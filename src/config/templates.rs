//! Static option templates for the standard configuration types.

use crate::models::{ConfigType, OptionValue};
use lazy_static::lazy_static;
use std::collections::BTreeMap;

use crate::models::OptionValue::{Module as M, No as N, Yes as Y};

/// Options every standard config carries regardless of type.
const BASE: &[(&str, OptionValue)] = &[
    ("CONFIG_PRINTK", Y),
    ("CONFIG_TTY", Y),
    ("CONFIG_BLK_DEV_INITRD", Y),
    ("CONFIG_BINFMT_ELF", Y),
    ("CONFIG_BINFMT_SCRIPT", Y),
    ("CONFIG_SLUB", Y),
    ("CONFIG_PROC_FS", Y),
    ("CONFIG_SYSFS", Y),
    ("CONFIG_DEVTMPFS", Y),
    ("CONFIG_DEVTMPFS_MOUNT", Y),
    ("CONFIG_MULTIUSER", Y),
];

/// Size-optimized, no modules, no debug, no swap/audit/cgroups.
const MINIMAL: &[(&str, OptionValue)] = &[
    ("CONFIG_CC_OPTIMIZE_FOR_SIZE", Y),
    ("CONFIG_CC_OPTIMIZE_FOR_PERFORMANCE", N),
    ("CONFIG_EXPERT", Y),
    ("CONFIG_MODULES", N),
    ("CONFIG_DEBUG_KERNEL", N),
    ("CONFIG_DEBUG_INFO", N),
    ("CONFIG_SWAP", N),
    ("CONFIG_AUDIT", N),
    ("CONFIG_CGROUPS", N),
    ("CONFIG_NET", N),
    ("CONFIG_BLOCK", N),
    ("CONFIG_PREEMPT_NONE", Y),
    ("CONFIG_HZ_100", Y),
];

/// Typical production set: modules, networking, filesystems, performance tuned.
const DEFAULT: &[(&str, OptionValue)] = &[
    ("CONFIG_CC_OPTIMIZE_FOR_PERFORMANCE", Y),
    ("CONFIG_CC_OPTIMIZE_FOR_SIZE", N),
    ("CONFIG_MODULES", Y),
    ("CONFIG_MODULE_UNLOAD", Y),
    ("CONFIG_SWAP", Y),
    ("CONFIG_AUDIT", Y),
    ("CONFIG_CGROUPS", Y),
    ("CONFIG_MEMCG", Y),
    ("CONFIG_BLK_CGROUP", Y),
    ("CONFIG_NET", Y),
    ("CONFIG_INET", Y),
    ("CONFIG_IPV6", Y),
    ("CONFIG_NETFILTER", Y),
    ("CONFIG_PACKET", Y),
    ("CONFIG_UNIX", Y),
    ("CONFIG_BLOCK", Y),
    ("CONFIG_EXT4_FS", Y),
    ("CONFIG_BTRFS_FS", M),
    ("CONFIG_XFS_FS", M),
    ("CONFIG_TMPFS", Y),
    ("CONFIG_PREEMPT_VOLUNTARY", Y),
    ("CONFIG_HZ_250", Y),
    ("CONFIG_SMP", Y),
    ("CONFIG_PCI", Y),
    ("CONFIG_VIRTIO", Y),
    ("CONFIG_VIRTIO_PCI", Y),
    ("CONFIG_VIRTIO_BLK", Y),
    ("CONFIG_VIRTIO_NET", M),
    ("CONFIG_BPF_SYSCALL", Y),
    ("CONFIG_CGROUP_BPF", Y),
    ("CONFIG_FUTEX", Y),
    ("CONFIG_EPOLL", Y),
    ("CONFIG_DEBUG_KERNEL", N),
];

/// Debug and sanitizer instrumentation layered on top of DEFAULT.
const MAXIMAL_EXTRA: &[(&str, OptionValue)] = &[
    ("CONFIG_DEBUG_KERNEL", Y),
    ("CONFIG_DEBUG_INFO", Y),
    ("CONFIG_DEBUG_FS", Y),
    ("CONFIG_KASAN", Y),
    ("CONFIG_KASAN_GENERIC", Y),
    ("CONFIG_UBSAN", Y),
    ("CONFIG_KCOV", Y),
    ("CONFIG_PROVE_LOCKING", Y),
    ("CONFIG_LOCKDEP", Y),
    ("CONFIG_DEBUG_LOCK_ALLOC", Y),
    ("CONFIG_DEBUG_ATOMIC_SLEEP", Y),
    ("CONFIG_DEBUG_PAGEALLOC", Y),
    ("CONFIG_DEBUG_OBJECTS", Y),
    ("CONFIG_SLUB_DEBUG", Y),
    ("CONFIG_DEBUG_LIST", Y),
    ("CONFIG_FTRACE", Y),
    ("CONFIG_FUNCTION_TRACER", Y),
    ("CONFIG_KPROBES", Y),
    ("CONFIG_MAGIC_SYSRQ", Y),
    ("CONFIG_DETECT_HUNG_TASK", Y),
    ("CONFIG_SOFTLOCKUP_DETECTOR", Y),
];

fn layered(layers: &[&[(&str, OptionValue)]]) -> BTreeMap<String, OptionValue> {
    let mut options = BTreeMap::new();
    for layer in layers {
        for (key, value) in layer.iter() {
            options.insert(key.to_string(), *value);
        }
    }
    options
}

lazy_static! {
    static ref TEMPLATES: BTreeMap<ConfigType, BTreeMap<String, OptionValue>> = {
        let mut templates = BTreeMap::new();
        templates.insert(ConfigType::Minimal, layered(&[BASE, MINIMAL]));
        templates.insert(ConfigType::Default, layered(&[BASE, DEFAULT]));
        templates.insert(ConfigType::Maximal, layered(&[BASE, DEFAULT, MAXIMAL_EXTRA]));
        templates
    };
}

/// Architecture-neutral template for a standard type. `Custom` has none.
pub fn template(config_type: ConfigType) -> Option<&'static BTreeMap<String, OptionValue>> {
    TEMPLATES.get(&config_type)
}

/// Human-readable description for a standard type.
pub fn describe(config_type: ConfigType) -> &'static str {
    match config_type {
        ConfigType::Minimal => "Size-optimized kernel without modules, debugging, swap, audit or cgroups",
        ConfigType::Default => "Production kernel with modules, networking and common filesystems",
        ConfigType::Maximal => "Default kernel plus every debug and sanitizer option",
        ConfigType::Custom => "Custom configuration",
    }
}
//! Conflict rule engine and resolution suggester tests.

use goatd_kconfig_lab::config::generator::{generate_all_standard_configs, generate_standard_config};
use goatd_kconfig_lab::{
    Architecture, ConflictDetector, ConflictReport, ConflictResolutionSuggester, ConflictType, ConfigType,
    KernelConfig, OptionValue, Severity,
};
use proptest::prelude::*;

fn default_x86() -> KernelConfig {
    generate_standard_config(Architecture::X86_64, ConfigType::Default).unwrap()
}

fn assert_aggregates_consistent(report: &ConflictReport) {
    assert_eq!(report.total_conflicts, report.conflicts.len());
    assert_eq!(report.conflicts_by_severity.len(), 4);
    assert_eq!(
        report.conflicts_by_severity.values().sum::<usize>(),
        report.total_conflicts
    );
    assert_eq!(
        report.has_critical_conflicts,
        report.conflicts.iter().any(|c| c.severity == Severity::Critical)
    );
    assert_eq!(
        report.has_build_blocking_conflicts,
        report.conflicts.iter().any(|c| c.severity.blocks_build())
    );
    for conflict in &report.conflicts {
        assert!(!conflict.conflicting_options.is_empty());
        assert!(!conflict.resolution_suggestions.is_empty());
        let mut sorted = conflict.conflicting_options.clone();
        sorted.sort();
        assert_eq!(sorted, conflict.conflicting_options);
    }
}

#[test]
fn test_standard_configs_have_no_conflicts() {
    let detector = ConflictDetector::new();
    for arch in Architecture::ALL {
        for config in generate_all_standard_configs(arch).unwrap() {
            let report = detector.detect_conflicts(&config);
            assert!(report.is_clean(), "{}: {:?}", config.name(), report.conflicts);
            assert_aggregates_consistent(&report);
        }
    }
}

#[test]
fn test_slab_on_default_x86_is_one_critical_exclusion() {
    let config = default_x86().with_option("CONFIG_SLAB", OptionValue::Yes).unwrap();
    let report = ConflictDetector::new().detect_conflicts(&config);

    assert_eq!(report.total_conflicts, 1, "{:?}", report.conflicts);
    let conflict = &report.conflicts[0];
    assert_eq!(conflict.conflict_type, ConflictType::MutualExclusion);
    assert_eq!(conflict.severity, Severity::Critical);
    assert_eq!(
        conflict.conflicting_options,
        vec!["CONFIG_SLAB".to_string(), "CONFIG_SLUB".to_string()]
    );
    assert_eq!(conflict.affected_subsystems, vec!["memory".to_string()]);
    assert!(report.has_critical_conflicts);
    assert!(report.has_build_blocking_conflicts);
    assert_eq!(report.conflicts_by_severity[&Severity::Critical], 1);
    assert_eq!(report.conflicts_by_severity[&Severity::Low], 0);
}

#[test]
fn test_missing_network_dependency_on_minimal() {
    let config = generate_standard_config(Architecture::X86_64, ConfigType::Minimal)
        .unwrap()
        .with_option("CONFIG_IPV6", OptionValue::Yes)
        .unwrap();
    let report = ConflictDetector::new().detect_conflicts(&config);

    assert_eq!(report.total_conflicts, 1, "{:?}", report.conflicts);
    let conflict = &report.conflicts[0];
    assert_eq!(conflict.conflict_type, ConflictType::DependencyMissing);
    assert_eq!(conflict.severity, Severity::High);
    assert!(conflict.conflicting_options.contains(&"CONFIG_NET".to_string()));
    assert!(!report.has_critical_conflicts);
    assert!(report.has_build_blocking_conflicts);
}

#[test]
fn test_exclusion_resolution_alternatives_are_clean() {
    let config = default_x86().with_option("CONFIG_SLAB", OptionValue::Yes).unwrap();
    let detector = ConflictDetector::new();
    let report = detector.detect_conflicts(&config);
    let resolution = ConflictResolutionSuggester::new().suggest_resolutions(&report);

    assert_eq!(resolution.automatic_fixes.len(), 2);
    assert!(resolution.manual_actions.is_empty());
    assert_eq!(resolution.priority_order.len(), 1);
    assert_eq!(resolution.alternative_configs.len(), 2);

    let first = &resolution.alternative_configs[0];
    assert_eq!(first.name(), "default_x86_64_resolved_a");
    assert_eq!(first.option("CONFIG_SLAB"), Some(OptionValue::No));
    assert!(first.is_enabled("CONFIG_SLUB"));
    assert_eq!(
        first.metadata()["resolved_from"],
        serde_json::json!("default_x86_64")
    );

    let second = &resolution.alternative_configs[1];
    assert_eq!(second.option("CONFIG_SLUB"), Some(OptionValue::No));
    assert!(second.is_enabled("CONFIG_SLAB"));

    for alternative in &resolution.alternative_configs {
        assert!(
            detector.detect_conflicts(alternative).is_clean(),
            "{} still conflicts",
            alternative.name()
        );
    }
    // The input config is never modified.
    assert!(config.is_enabled("CONFIG_SLAB") && config.is_enabled("CONFIG_SLUB"));
}

#[test]
fn test_dependency_resolution_enables_or_drops() {
    let config = generate_standard_config(Architecture::Arm64, ConfigType::Minimal)
        .unwrap()
        .with_option("CONFIG_IPV6", OptionValue::Yes)
        .unwrap();
    let detector = ConflictDetector::new();
    let resolution = ConflictResolutionSuggester::new().suggest_resolutions(&detector.detect_conflicts(&config));

    assert_eq!(resolution.alternative_configs.len(), 2);
    let enable = &resolution.alternative_configs[0];
    assert!(enable.is_enabled("CONFIG_NET") && enable.is_enabled("CONFIG_INET"));
    let drop = &resolution.alternative_configs[1];
    assert_eq!(drop.option("CONFIG_IPV6"), Some(OptionValue::No));

    for alternative in &resolution.alternative_configs {
        assert!(detector.detect_conflicts(alternative).is_clean(), "{}", alternative.name());
    }
}

#[test]
fn test_priority_order_puts_critical_first() {
    let config = default_x86()
        .with_options(vec![
            ("CONFIG_SLAB".to_string(), OptionValue::Yes),
            ("CONFIG_KCOV".to_string(), OptionValue::Yes),
        ])
        .unwrap();
    let report = ConflictDetector::new().detect_conflicts(&config);
    assert_aggregates_consistent(&report);
    let resolution = ConflictResolutionSuggester::new().suggest_resolutions(&report);

    let severities: Vec<Severity> = resolution.priority_order.iter().map(|c| c.severity).collect();
    let mut sorted = severities.clone();
    sorted.sort();
    assert_eq!(severities, sorted);
    assert_eq!(severities.first(), Some(&Severity::Critical));
}

/// Options that trip at least one rule when toggled on a default config.
const TOGGLES: &[&str] = &[
    "CONFIG_SLAB",
    "CONFIG_SLOB",
    "CONFIG_CC_OPTIMIZE_FOR_SIZE",
    "CONFIG_PREEMPT",
    "CONFIG_PREEMPT_NONE",
    "CONFIG_HZ_1000",
    "CONFIG_KASAN",
    "CONFIG_KCSAN",
    "CONFIG_KCOV",
    "CONFIG_DEBUG_SLAB",
    "CONFIG_DEBUG_INFO_NONE",
    "CONFIG_DEBUG_INFO_BTF",
    "CONFIG_ARM64",
    "CONFIG_RISCV_SBI",
    "CONFIG_NET",
    "CONFIG_MODULES",
    "CONFIG_CGROUPS",
];

fn toggled(flags: &[bool]) -> KernelConfig {
    let changes: Vec<(String, OptionValue)> = TOGGLES
        .iter()
        .zip(flags)
        .map(|(name, on)| {
            let value = if *on { OptionValue::Yes } else { OptionValue::No };
            (name.to_string(), value)
        })
        .collect();
    default_x86().with_options(changes).unwrap()
}

proptest! {
    #[test]
    fn prop_detection_is_deterministic(flags in prop::collection::vec(any::<bool>(), TOGGLES.len())) {
        let config = toggled(&flags);
        let detector = ConflictDetector::new();
        let first = detector.detect_conflicts(&config);
        let second = detector.detect_conflicts(&config.clone());
        prop_assert_eq!(&first.conflicts, &second.conflicts);

        let keys: Vec<_> = first.conflicts.iter().map(|c| c.key()).collect();
        let mut sorted = keys.clone();
        sorted.sort();
        prop_assert_eq!(&keys, &sorted);

        let mut option_sets: Vec<&Vec<String>> =
            first.conflicts.iter().map(|c| &c.conflicting_options).collect();
        option_sets.sort();
        option_sets.dedup();
        prop_assert_eq!(option_sets.len(), first.conflicts.len());
    }

    #[test]
    fn prop_report_aggregates_match_conflicts(flags in prop::collection::vec(any::<bool>(), TOGGLES.len())) {
        let report = ConflictDetector::new().detect_conflicts(&toggled(&flags));
        prop_assert_eq!(report.total_conflicts, report.conflicts.len());
        prop_assert_eq!(report.conflicts_by_severity.values().sum::<usize>(), report.total_conflicts);
        prop_assert_eq!(
            report.has_build_blocking_conflicts,
            report.conflicts.iter().any(|c| c.severity.blocks_build())
        );
        prop_assert_eq!(
            report.has_critical_conflicts,
            report.conflicts.iter().any(|c| c.severity == Severity::Critical)
        );
    }
}
/// System module: subprocess execution, capability probes, logging macros

pub mod process;

use serde::Serialize;
use std::io::Write;
use std::path::{Path, PathBuf};

/// Logging macros for convenient access
#[macro_export]
macro_rules! log_info {
    ($($arg:tt)*) => {{
        let msg = format!($($arg)*);
        log::info!("{}", msg);
    }}
}

#[macro_export]
macro_rules! log_parsed {
    ($($arg:tt)*) => {{
        let msg = format!($($arg)*);
        // Use target="parsed" for high-level events
        log::info!(target: "parsed", "{}", msg);
    }}
}

/// Resolve a program name against `PATH`.
///
/// Names containing a path separator are checked as-is. Only regular files
/// with an execute bit count.
pub fn find_in_path(program: &str) -> Option<PathBuf> {
    if program.is_empty() {
        return None;
    }
    let candidate = Path::new(program);
    if candidate.components().count() > 1 {
        return is_executable(candidate).then(|| candidate.to_path_buf());
    }
    let path_var = std::env::var_os("PATH")?;
    std::env::split_paths(&path_var)
        .map(|dir| dir.join(program))
        .find(|p| is_executable(p))
}

fn is_executable(path: &Path) -> bool {
    let Ok(meta) = std::fs::metadata(path) else {
        return false;
    };
    if !meta.is_file() {
        return false;
    }
    #[cfg(unix)]
    {
        use std::os::unix::fs::PermissionsExt;
        meta.permissions().mode() & 0o111 != 0
    }
    #[cfg(not(unix))]
    {
        true
    }
}

/// Parallel job count for `make -j`: explicit override or one per CPU.
pub fn build_jobs(override_jobs: Option<usize>) -> usize {
    override_jobs.filter(|&n| n > 0).unwrap_or_else(num_cpus::get).max(1)
}

/// Replace `path` with `value` as pretty JSON: write a sibling temp file, then rename.
pub fn write_json_atomic<T: Serialize>(path: &Path, value: &T) -> std::io::Result<()> {
    let dir = match path.parent() {
        Some(parent) if !parent.as_os_str().is_empty() => parent,
        _ => Path::new("."),
    };
    std::fs::create_dir_all(dir)?;
    let mut tmp = tempfile::NamedTempFile::new_in(dir)?;
    serde_json::to_writer_pretty(&mut tmp, value)?;
    tmp.write_all(b"\n")?;
    tmp.persist(path).map_err(|e| e.error)?;
    Ok(())
}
# # # # # # #
What is expected — Note which lines carry the word "sanitizer" in the material, then copy each of them.

Result for this task —
/// Debug and sanitizer instrumentation layered on top of DEFAULT.
        ConfigType::Maximal => "Default kernel plus every debug and sanitizer option",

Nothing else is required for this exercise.